I need the number of lines in the listing below that include the string "check", and only that number.

START Entries supplied

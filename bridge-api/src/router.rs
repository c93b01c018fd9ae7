use std::sync::Arc;

use axum::{
    routing::{get, post, put},
    Router,
};
use tower_http::trace::TraceLayer;

use bridge_common::lifecycle::SessionLifecycle;

use crate::conversation;
use crate::publish::RequestPublisher;

#[derive(Clone)]
pub struct AppState {
    pub publisher: Arc<dyn RequestPublisher>,
    pub lifecycle: Arc<SessionLifecycle>,
}

async fn index() -> &'static str {
    "conversation-bridge api"
}

pub fn router(publisher: Arc<dyn RequestPublisher>, lifecycle: Arc<SessionLifecycle>) -> Router {
    let state = AppState {
        publisher,
        lifecycle,
    };

    Router::new()
        .route("/", get(index))
        .route("/conversation/create", post(conversation::create_conversation))
        .route(
            "/conversation/continuation-token",
            put(conversation::refresh_continuation_tokens),
        )
        .route("/conversation/token", post(conversation::acquire_tokens))
        .layer(TraceLayer::new_for_http())
        .with_state(state)
}
use std::collections::HashMap;
use std::ops::Add;
use std::sync::{Arc, RwLock};

use axum::http::StatusCode;
use axum::response::{IntoResponse, Response};
use time::{Duration, OffsetDateTime};
use tracing::{info, warn};

/// Liveness reporting for the long-running loops of the bridge.
///
/// Both binaries run several independent loops (consume loop, subscription
/// units, refresh task). Each registers a component here and must re-report
/// healthy before its deadline; a component that stops reporting flips the
/// whole process to unhealthy so the orchestrator restarts it.
#[derive(Clone)]
pub struct HealthRegistry {
    name: String,
    components: Arc<RwLock<HashMap<String, ComponentStatus>>>,
}

#[derive(Debug, Clone, Eq, PartialEq)]
pub enum ComponentStatus {
    /// Registered but has not reported yet.
    Starting,
    /// Healthy until the deadline passes without a new report.
    HealthyUntil(OffsetDateTime),
    /// Reported unhealthy explicitly.
    Unhealthy,
    /// Deadline passed without a report.
    Stalled,
}

/// Handed to one component so it can report its own status.
pub struct HealthHandle {
    component: String,
    deadline: Duration,
    components: Arc<RwLock<HashMap<String, ComponentStatus>>>,
}

#[derive(Default, Debug)]
pub struct HealthStatus {
    pub healthy: bool,
    pub components: HashMap<String, ComponentStatus>,
}

impl HealthRegistry {
    pub fn new(name: &str) -> Self {
        Self {
            name: name.to_owned(),
            components: Default::default(),
        }
    }

    /// Register a component; the returned handle must report healthy more
    /// often than the given deadline.
    pub fn register(&self, component: &str, deadline: Duration) -> HealthHandle {
        let handle = HealthHandle {
            component: component.to_owned(),
            deadline,
            components: self.components.clone(),
        };
        handle.report_status(ComponentStatus::Starting);
        handle
    }

    /// Combined process status; usable directly as an axum handler result.
    /// A registry with no registered component reports unhealthy.
    pub fn get_status(&self) -> HealthStatus {
        let components = self.components.read().expect("poisoned health lock");
        let now = OffsetDateTime::now_utc();

        let mut status = HealthStatus {
            healthy: !components.is_empty(),
            components: HashMap::with_capacity(components.len()),
        };
        for (name, component) in components.iter() {
            let effective = match component {
                ComponentStatus::HealthyUntil(until) if until.gt(&now) => component.clone(),
                ComponentStatus::HealthyUntil(_) => ComponentStatus::Stalled,
                other => other.clone(),
            };
            if !matches!(effective, ComponentStatus::HealthyUntil(_)) {
                status.healthy = false;
            }
            status.components.insert(name.clone(), effective);
        }

        match status.healthy {
            true => info!("{} health check ok", self.name),
            false => warn!("{} health check failed: {:?}", self.name, status.components),
        }
        status
    }
}

impl HealthHandle {
    /// Report healthy until the component's deadline from now.
    pub fn report_healthy(&self) {
        self.report_status(ComponentStatus::HealthyUntil(
            OffsetDateTime::now_utc().add(self.deadline),
        ));
    }

    pub fn report_status(&self, status: ComponentStatus) {
        let mut components = self.components.write().expect("poisoned health lock");
        components.insert(self.component.clone(), status);
    }
}

impl IntoResponse for HealthStatus {
    fn into_response(self) -> Response {
        let body = format!("{:?}", self);
        match self.healthy {
            true => (StatusCode::OK, body),
            false => (StatusCode::INTERNAL_SERVER_ERROR, body),
        }
        .into_response()
    }
}

#[cfg(test)]
mod tests {
    use std::ops::Sub;

    use super::*;

    #[test]
    fn empty_registry_is_unhealthy() {
        let registry = HealthRegistry::new("liveness");
        assert!(!registry.get_status().healthy);
    }

    #[test]
    fn component_lifecycle_drives_overall_status() {
        let registry = HealthRegistry::new("liveness");
        let handle = registry.register("consume_loop", Duration::seconds(30));

        // Starting counts as unhealthy until the first report.
        let status = registry.get_status();
        assert!(!status.healthy);
        assert_eq!(
            status.components.get("consume_loop"),
            Some(&ComponentStatus::Starting)
        );

        handle.report_healthy();
        assert!(registry.get_status().healthy);

        handle.report_status(ComponentStatus::Unhealthy);
        assert!(!registry.get_status().healthy);
    }

    #[test]
    fn stale_report_counts_as_stalled() {
        let registry = HealthRegistry::new("liveness");
        let handle = registry.register("refresh_task", Duration::seconds(30));

        handle.report_status(ComponentStatus::HealthyUntil(
            OffsetDateTime::now_utc().sub(Duration::seconds(1)),
        ));

        let status = registry.get_status();
        assert!(!status.healthy);
        assert_eq!(
            status.components.get("refresh_task"),
            Some(&ComponentStatus::Stalled)
        );
    }

    #[test]
    fn any_unhealthy_component_fails_the_process() {
        let registry = HealthRegistry::new("liveness");
        let consume = registry.register("consume_loop", Duration::seconds(30));
        let refresh = registry.register("refresh_task", Duration::seconds(30));

        consume.report_healthy();
        refresh.report_healthy();
        assert!(registry.get_status().healthy);

        refresh.report_status(ComponentStatus::Unhealthy);
        assert!(!registry.get_status().healthy);

        refresh.report_healthy();
        assert!(registry.get_status().healthy);
    }

    #[test]
    fn status_maps_to_http_codes() {
        let unhealthy = HealthStatus::default().into_response();
        assert_eq!(unhealthy.status(), StatusCode::INTERNAL_SERVER_ERROR);

        let healthy = HealthStatus {
            healthy: true,
            components: Default::default(),
        }
        .into_response();
        assert_eq!(healthy.status(), StatusCode::OK);
    }
}
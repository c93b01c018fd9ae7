use serde::{Deserialize, Serialize};
use thiserror::Error;

/// A required field was missing or empty in an inbound request body.
#[derive(Debug, Error, PartialEq, Eq)]
#[error("missing required field: {0}")]
pub struct MissingField(pub &'static str);

/// The conversation-create request accepted over HTTP and re-published onto
/// the queue. The envelope is identical on publish and consume.
#[derive(Debug, Clone, Serialize, Deserialize, PartialEq, Eq)]
#[serde(rename_all = "camelCase")]
pub struct CreateConversationRequest {
    pub conversation_id: String,
    pub es_developer_name: String,
    pub language: String,
    pub routing_attributes: RoutingAttributes,
}

#[derive(Debug, Clone, Serialize, Deserialize, PartialEq, Eq)]
#[serde(rename_all = "camelCase")]
pub struct RoutingAttributes {
    pub case_id: String,
    pub account_id: String,
    pub customer_name: String,
    pub customer_phone: String,
    pub customer_email: String,
    pub origin: String,
    pub source_type: String,
}

impl CreateConversationRequest {
    pub fn validate(&self) -> Result<(), MissingField> {
        require("conversationId", &self.conversation_id)?;
        require("esDeveloperName", &self.es_developer_name)?;
        require("language", &self.language)?;
        self.routing_attributes.validate()
    }
}

impl RoutingAttributes {
    pub fn validate(&self) -> Result<(), MissingField> {
        require("routingAttributes.caseId", &self.case_id)?;
        require("routingAttributes.accountId", &self.account_id)?;
        require("routingAttributes.customerName", &self.customer_name)?;
        require("routingAttributes.customerPhone", &self.customer_phone)?;
        require("routingAttributes.customerEmail", &self.customer_email)?;
        require("routingAttributes.origin", &self.origin)?;
        require("routingAttributes.sourceType", &self.source_type)
    }
}

/// Body of a token acquisition call against the conversation API.
#[derive(Debug, Clone, Serialize, Deserialize, PartialEq, Eq)]
#[serde(rename_all = "camelCase")]
pub struct TokenRequest {
    pub org_id: String,
    pub es_developer_name: String,
    pub capabilities_version: String,
    pub platform: String,
    pub context: TokenRequestContext,
}

#[derive(Debug, Clone, Serialize, Deserialize, PartialEq, Eq)]
#[serde(rename_all = "camelCase")]
pub struct TokenRequestContext {
    pub app_name: String,
    pub client_version: String,
}

impl TokenRequest {
    pub fn validate(&self) -> Result<(), MissingField> {
        require("orgId", &self.org_id)?;
        require("esDeveloperName", &self.es_developer_name)?;
        require("capabilitiesVersion", &self.capabilities_version)?;
        require("platform", &self.platform)?;
        require("context.appName", &self.context.app_name)?;
        require("context.clientVersion", &self.context.client_version)
    }
}

/// Response of both the token acquisition and continuation-token calls.
/// The provider returns more fields; only the credential is read.
#[derive(Debug, Clone, Serialize, Deserialize)]
#[serde(rename_all = "camelCase")]
pub struct TokenResponse {
    pub access_token: String,
}

fn require(name: &'static str, value: &str) -> Result<(), MissingField> {
    if value.is_empty() {
        return Err(MissingField(name));
    }
    Ok(())
}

END Entries supplied

> _Response box_: 2